> **Action item**:
Return each line below holding the string "LOCALHOST".

§ §

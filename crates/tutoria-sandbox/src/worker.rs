//! One sandbox worker: a listener on a leased port plus the learner's program
//! running as a child process in a private temp directory.

use std::net::{IpAddr, SocketAddr};
use std::path::Path;
use std::process::Stdio;
use std::sync::Arc;
use std::time::Duration;

use tokio::io::{AsyncBufReadExt, AsyncRead, BufReader};
use tokio::process::{Child, Command};
use tokio::sync::mpsc;
use tokio::task::JoinHandle;
use tokio_util::sync::CancellationToken;
use tracing::{debug, info, warn};

use tutoria_settings::SandboxSettings;

use crate::error::SandboxError;
use crate::events::WorkerEvent;
use crate::listener;
use crate::ports::PortAllocator;

const DEFAULT_PATH: &str = "/usr/local/bin:/usr/bin:/bin";
const LISTENER_SHUTDOWN: Duration = Duration::from_secs(1);
const EVENT_QUEUE: usize = 512;

/// How worker programs are launched.
#[derive(Clone, Debug)]
pub struct WorkerConfig {
    pub bind_host: IpAddr,
    pub interpreter: String,
    pub interpreter_args: Vec<String>,
    pub program_extension: String,
}

impl WorkerConfig {
    pub fn from_settings(settings: &SandboxSettings) -> Result<Self, SandboxError> {
        let bind_host = settings
            .bind_host
            .parse()
            .map_err(|_| SandboxError::Config(format!("bind host {:?}", settings.bind_host)))?;
        Ok(Self {
            bind_host,
            interpreter: settings.interpreter.clone(),
            interpreter_args: settings.interpreter_args.clone(),
            program_extension: settings.program_extension.clone(),
        })
    }
}

/// Start a worker task. Its first terminal-or-open event is either
/// [`WorkerEvent::Opened`] or [`WorkerEvent::Failed`]. The task exits when
/// `cancel` fires or its listener dies, and releases the port on the way out.
pub fn launch(
    config: Arc<WorkerConfig>,
    ports: Arc<PortAllocator>,
    code: String,
    source: String,
    cancel: CancellationToken,
) -> (JoinHandle<()>, mpsc::Receiver<WorkerEvent>) {
    let (tx, rx) = mpsc::channel(EVENT_QUEUE);
    let task = tokio::spawn(run(config, ports, code, source, cancel, tx));
    (task, rx)
}

async fn run(
    config: Arc<WorkerConfig>,
    ports: Arc<PortAllocator>,
    code: String,
    source: String,
    cancel: CancellationToken,
    tx: mpsc::Sender<WorkerEvent>,
) {
    let failed = |reason: String| WorkerEvent::Failed { reason };

    let (lease, tcp) = match ports.acquire().await {
        Ok(bound) => bound,
        Err(e) => {
            let _ = tx.send(failed(e.to_string())).await;
            return;
        }
    };
    let addr = match tcp.local_addr() {
        Ok(addr) => addr,
        Err(e) => {
            let _ = tx.send(failed(format!("listener address: {e}"))).await;
            return;
        }
    };

    let workdir = match tempfile::Builder::new().prefix("tutoria-sandbox-").tempdir() {
        Ok(dir) => dir,
        Err(e) => {
            let _ = tx.send(failed(format!("workdir: {e}"))).await;
            return;
        }
    };
    let program = workdir
        .path()
        .join(format!("program.{}", config.program_extension));
    if let Err(e) = tokio::fs::write(&program, source.as_bytes()).await {
        let _ = tx.send(failed(format!("write program: {e}"))).await;
        return;
    }

    let mut child = match spawn_program(&config, &program, workdir.path(), &code, addr) {
        Ok(child) => child,
        Err(e) => {
            let _ = tx.send(failed(format!("spawn {}: {e}", config.interpreter))).await;
            return;
        }
    };
    let mut group = ProcessGroup::of(&child);
    let readers = [
        child
            .stdout
            .take()
            .map(|out| forward_lines(out, tx.clone(), WorkerEvent::Log)),
        child
            .stderr
            .take()
            .map(|err| forward_lines(err, tx.clone(), WorkerEvent::Error)),
    ];

    let router = listener::router(tx.clone());
    let shutdown = cancel.child_token();
    let mut server = tokio::spawn(async move {
        axum::serve(tcp, router)
            .with_graceful_shutdown(shutdown.cancelled_owned())
            .await
    });

    info!(code = %code, %addr, pid = ?child.id(), "sandbox worker opened");
    let _ = tx.send(WorkerEvent::Opened { addr }).await;

    let mut program_running = true;
    let mut server_done = false;
    loop {
        tokio::select! {
            () = cancel.cancelled() => break,
            status = child.wait(), if program_running => {
                program_running = false;
                let event = match status {
                    Ok(s) if s.success() => WorkerEvent::Info("program finished".into()),
                    Ok(s) => WorkerEvent::Error(format!("program exited with {s}")),
                    Err(e) => WorkerEvent::Error(format!("program wait failed: {e}")),
                };
                debug!(code = %code, ?event, "program ended");
                let _ = tx.send(event).await;
            }
            res = &mut server => {
                server_done = true;
                let reason = match res {
                    Ok(Ok(())) => "listener stopped".to_string(),
                    Ok(Err(e)) => format!("listener error: {e}"),
                    Err(e) => format!("listener task failed: {e}"),
                };
                warn!(code = %code, %reason, "sandbox listener closed");
                let _ = tx.send(WorkerEvent::ListenerClosed { reason }).await;
                break;
            }
        }
    }

    // Background jobs of the program share its group and may still hold the
    // output pipes after the program itself has exited.
    group.kill();
    if program_running {
        if let Err(e) = child.kill().await {
            warn!(code = %code, error = %e, "failed to kill sandbox program");
        }
    }
    if !server_done {
        cancel.cancel();
        if tokio::time::timeout(LISTENER_SHUTDOWN, &mut server).await.is_err() {
            server.abort();
        }
    }
    for reader in readers.into_iter().flatten() {
        if tokio::time::timeout(LISTENER_SHUTDOWN, reader).await.is_err() {
            debug!(code = %code, "output reader did not drain in time");
        }
    }

    drop(workdir);
    drop(lease);
    info!(code = %code, %addr, "sandbox worker closed");
}

fn spawn_program(
    config: &WorkerConfig,
    program: &Path,
    workdir: &Path,
    code: &str,
    addr: SocketAddr,
) -> std::io::Result<Child> {
    let path = std::env::var_os("PATH").unwrap_or_else(|| DEFAULT_PATH.into());
    let mut command = Command::new(&config.interpreter);
    #[cfg(unix)]
    command.process_group(0);
    command
        .args(&config.interpreter_args)
        .arg(program)
        .current_dir(workdir)
        .env_clear()
        .env("PATH", path)
        .env("HOME", workdir)
        .env("TMPDIR", workdir)
        .env("LANG", "C.UTF-8")
        .env("SANDBOX_HOST", addr.ip().to_string())
        .env("SANDBOX_PORT", addr.port().to_string())
        .env("SESSION_CODE", code)
        .stdin(Stdio::null())
        .stdout(Stdio::piped())
        .stderr(Stdio::piped())
        .kill_on_drop(true)
        .spawn()
}

/// The process group a worker program leads. Everything the program starts
/// is killed with it, once, either explicitly or on drop.
struct ProcessGroup {
    pgid: Option<i32>,
}

impl ProcessGroup {
    fn of(child: &Child) -> Self {
        Self {
            pgid: child.id().and_then(|pid| i32::try_from(pid).ok()),
        }
    }

    fn kill(&mut self) {
        if let Some(pgid) = self.pgid.take() {
            kill_group(pgid);
        }
    }
}

impl Drop for ProcessGroup {
    fn drop(&mut self) {
        self.kill();
    }
}

#[cfg(unix)]
#[allow(unsafe_code)]
fn kill_group(pgid: i32) {
    // SAFETY: killpg only sends a signal; no memory is shared with the callee.
    let rc = unsafe { libc::killpg(pgid, libc::SIGKILL) };
    if rc != 0 {
        debug!(pgid, error = %std::io::Error::last_os_error(), "process group already gone");
    }
}

#[cfg(not(unix))]
fn kill_group(_pgid: i32) {}

fn forward_lines<R>(
    pipe: R,
    tx: mpsc::Sender<WorkerEvent>,
    wrap: fn(String) -> WorkerEvent,
) -> JoinHandle<()>
where
    R: AsyncRead + Unpin + Send + 'static,
{
    tokio::spawn(async move {
        let mut lines = BufReader::new(pipe).lines();
        while let Ok(Some(line)) = lines.next_line().await {
            if tx.send(wrap(line)).await.is_err() {
                break;
            }
        }
    })
}

#[cfg(test)]
mod tests {
    use super::*;
    use std::net::Ipv4Addr;

    fn shell() -> Arc<WorkerConfig> {
        Arc::new(WorkerConfig {
            bind_host: IpAddr::V4(Ipv4Addr::LOCALHOST),
            interpreter: "sh".into(),
            interpreter_args: Vec::new(),
            program_extension: "sh".into(),
        })
    }

    fn ports(start: u16) -> Arc<PortAllocator> {
        PortAllocator::new(IpAddr::V4(Ipv4Addr::LOCALHOST), start..=start + 99, 20)
    }

    async fn next_opened(rx: &mut mpsc::Receiver<WorkerEvent>) -> SocketAddr {
        loop {
            match rx.recv().await {
                Some(WorkerEvent::Opened { addr }) => return addr,
                Some(WorkerEvent::Failed { reason }) => panic!("worker failed: {reason}"),
                Some(_) => continue,
                None => panic!("worker ended before opening"),
            }
        }
    }

    #[tokio::test]
    async fn runs_program_and_forwards_output() {
        let cancel = CancellationToken::new();
        let (task, mut rx) = launch(
            shell(),
            ports(47400),
            "ABCD".into(),
            "echo \"hello from $SESSION_CODE\"\necho oops >&2\n".into(),
            cancel.clone(),
        );
        let addr = next_opened(&mut rx).await;
        assert!((47400..=47499).contains(&addr.port()));

        let mut seen = Vec::new();
        while seen.len() < 3 {
            match rx.recv().await {
                Some(event) => seen.push(event),
                None => break,
            }
        }
        assert!(seen.contains(&WorkerEvent::Log("hello from ABCD".into())));
        assert!(seen.contains(&WorkerEvent::Error("oops".into())));
        assert!(seen.contains(&WorkerEvent::Info("program finished".into())));

        // listener stays up after the program exits
        let body = reqwest::get(format!("http://{addr}/test")).await.unwrap().text().await.unwrap();
        assert_eq!(body, "Hello, World!");

        cancel.cancel();
        task.await.unwrap();
        assert!(reqwest::get(format!("http://{addr}/test")).await.is_err());
    }

    #[tokio::test]
    async fn program_fault_is_reported_not_fatal() {
        let cancel = CancellationToken::new();
        let allocator = ports(47500);
        let (task, mut rx) = launch(shell(), allocator.clone(), "ABCD".into(), "exit 3\n".into(), cancel.clone());
        let _addr = next_opened(&mut rx).await;
        loop {
            match rx.recv().await {
                Some(WorkerEvent::Error(line)) => {
                    assert!(line.contains("exit"), "got: {line}");
                    break;
                }
                Some(_) => continue,
                None => panic!("worker ended"),
            }
        }
        assert!(!task.is_finished());
        cancel.cancel();
        task.await.unwrap();
        assert_eq!(allocator.reserved_count(), 0);
    }

    #[tokio::test]
    async fn cancel_kills_long_running_program() {
        let cancel = CancellationToken::new();
        let allocator = ports(47600);
        let (task, mut rx) = launch(shell(), allocator.clone(), "ABCD".into(), "sleep 30\n".into(), cancel.clone());
        next_opened(&mut rx).await;
        cancel.cancel();
        tokio::time::timeout(Duration::from_secs(5), task)
            .await
            .expect("worker should stop promptly")
            .unwrap();
        assert_eq!(allocator.reserved_count(), 0);
    }

    #[cfg(target_os = "linux")]
    fn alive(pid: u32) -> bool {
        match std::fs::read_to_string(format!("/proc/{pid}/stat")) {
            Ok(stat) => stat
                .rsplit(')')
                .next()
                .is_some_and(|rest| !rest.trim_start().starts_with('Z')),
            Err(_) => false,
        }
    }

    #[cfg(target_os = "linux")]
    #[tokio::test]
    async fn cancel_kills_background_jobs_of_exited_program() {
        let cancel = CancellationToken::new();
        let allocator = ports(47800);
        let (task, mut rx) = launch(
            shell(),
            allocator.clone(),
            "ABCD".into(),
            "sleep 986 &\necho $!\n".into(),
            cancel.clone(),
        );
        next_opened(&mut rx).await;
        let pid: u32 = loop {
            match rx.recv().await {
                Some(WorkerEvent::Log(line)) => break line.trim().parse().unwrap(),
                Some(_) => continue,
                None => panic!("worker ended"),
            }
        };
        assert!(alive(pid));

        cancel.cancel();
        tokio::time::timeout(Duration::from_secs(3), task)
            .await
            .expect("worker should stop promptly")
            .unwrap();
        let deadline = tokio::time::Instant::now() + Duration::from_secs(3);
        while alive(pid) {
            assert!(tokio::time::Instant::now() < deadline, "background job {pid} survived");
            tokio::time::sleep(Duration::from_millis(20)).await;
        }
        assert_eq!(allocator.reserved_count(), 0);
    }

    #[tokio::test]
    async fn missing_interpreter_fails_start() {
        let config = Arc::new(WorkerConfig {
            interpreter: "/nonexistent/interpreter".into(),
            ..(*shell()).clone()
        });
        let allocator = ports(47700);
        let (task, mut rx) = launch(config, allocator.clone(), "ABCD".into(), "x".into(), CancellationToken::new());
        match rx.recv().await {
            Some(WorkerEvent::Failed { reason }) => assert!(reason.contains("spawn")),
            other => panic!("expected failure, got {other:?}"),
        }
        task.await.unwrap();
        assert_eq!(allocator.reserved_count(), 0);
    }

    #[test]
    fn config_rejects_bad_host() {
        let settings = SandboxSettings {
            bind_host: "not-an-ip".into(),
            ..Default::default()
        };
        assert!(matches!(
            WorkerConfig::from_settings(&settings),
            Err(SandboxError::Config(_))
        ));
    }
}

§ §

> **Response for this exercise**:
            bind_host: IpAddr::V4(Ipv4Addr::LOCALHOST),
        PortAllocator::new(IpAddr::V4(Ipv4Addr::LOCALHOST), start..=start + 99, 20)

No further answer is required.